---------- Listed records ----------

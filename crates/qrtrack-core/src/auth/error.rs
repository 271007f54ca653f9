use thiserror::Error;

/// Failure talking to the identity provider.
#[derive(Error, Debug, Clone, PartialEq, Eq)]
pub enum ProviderError {
    #[error("Network error during {operation}: {detail}")]
    Network {
        operation: &'static str,
        detail: String,
    },

    #[error("Identity provider rejected {operation} (status {status}): {detail}")]
    Rejected {
        operation: &'static str,
        status: u16,
        detail: String,
    },

    #[error("Failed to load provider discovery document: {0}")]
    Discovery(String),

    #[error("Provider does not advertise a {0} endpoint")]
    MissingEndpoint(&'static str),

    #[error("Invalid response from identity provider: {0}")]
    InvalidResponse(String),
}

impl ProviderError {
    /// Build a `Network` error from a reqwest failure, keeping the
    /// operation name for log context.
    pub fn network(operation: &'static str, err: reqwest::Error) -> Self {
        ProviderError::Network {
            operation,
            detail: err.to_string(),
        }
    }
}

/// Refresh-token grant failed. The session is treated as unauthenticated.
#[derive(Error, Debug, Clone, PartialEq, Eq)]
pub enum RefreshError {
    #[error("No refresh token available")]
    MissingRefreshToken,

    #[error("Network error while refreshing: {0}")]
    Network(String),

    #[error("Refresh rejected by identity provider: {0}")]
    Rejected(String),

    #[error("Refresh timed out")]
    TimedOut,

    #[error("Session was invalidated while the refresh was in flight")]
    Superseded,
}

impl From<ProviderError> for RefreshError {
    fn from(err: ProviderError) -> Self {
        match err {
            ProviderError::Network { detail, .. } => RefreshError::Network(detail),
            other => RefreshError::Rejected(other.to_string()),
        }
    }
}

/// Interactive sign-in failed or was abandoned.
#[derive(Error, Debug, Clone, PartialEq, Eq)]
pub enum SignInError {
    #[error("Sign-in was cancelled")]
    Cancelled,

    #[error("Identity provider error: {0}")]
    Provider(String),

    #[error("Network error during sign-in: {0}")]
    Network(String),

    #[error("Authorization response state did not match the request")]
    StateMismatch,

    #[error("Sign-in timed out")]
    TimedOut,
}

impl From<ProviderError> for SignInError {
    fn from(err: ProviderError) -> Self {
        match err {
            ProviderError::Network { detail, .. } => SignInError::Network(detail),
            other => SignInError::Provider(other.to_string()),
        }
    }
}

#[cfg(test)]
mod tests {
    use super::*;

    #[test]
    fn test_provider_network_error_maps_to_network_outcomes() {
        let err = ProviderError::Network {
            operation: "token refresh",
            detail: "connection reset".to_string(),
        };
        assert_eq!(
            RefreshError::from(err.clone()),
            RefreshError::Network("connection reset".to_string())
        );
        assert_eq!(
            SignInError::from(err),
            SignInError::Network("connection reset".to_string())
        );
    }

    #[test]
    fn test_provider_rejection_maps_to_rejected_outcomes() {
        let err = ProviderError::Rejected {
            operation: "token refresh",
            status: 400,
            detail: "invalid_grant".to_string(),
        };
        assert!(matches!(
            RefreshError::from(err.clone()),
            RefreshError::Rejected(msg) if msg.contains("invalid_grant")
        ));
        assert!(matches!(
            SignInError::from(err),
            SignInError::Provider(msg) if msg.contains("400")
        ));
    }
}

----------

### Required work
Only the last part of the records is wanted. Repeat it exactly, beginning at the line containing "let err = ProviderError::Network" and ending at the final line.

### Final answer
        let err = ProviderError::Network {
            operation: "token refresh",
            detail: "connection reset".to_string(),
        };
        assert_eq!(
            RefreshError::from(err.clone()),
            RefreshError::Network("connection reset".to_string())
        );
        assert_eq!(
            SignInError::from(err),
            SignInError::Network("connection reset".to_string())
        );
    }

    #[test]
    fn test_provider_rejection_maps_to_rejected_outcomes() {
        let err = ProviderError::Rejected {
            operation: "token refresh",
            status: 400,
            detail: "invalid_grant".to_string(),
        };
        assert!(matches!(
            RefreshError::from(err.clone()),
            RefreshError::Rejected(msg) if msg.contains("invalid_grant")
        ));
        assert!(matches!(
            SignInError::from(err),
            SignInError::Provider(msg) if msg.contains("400")
        ));
    }
}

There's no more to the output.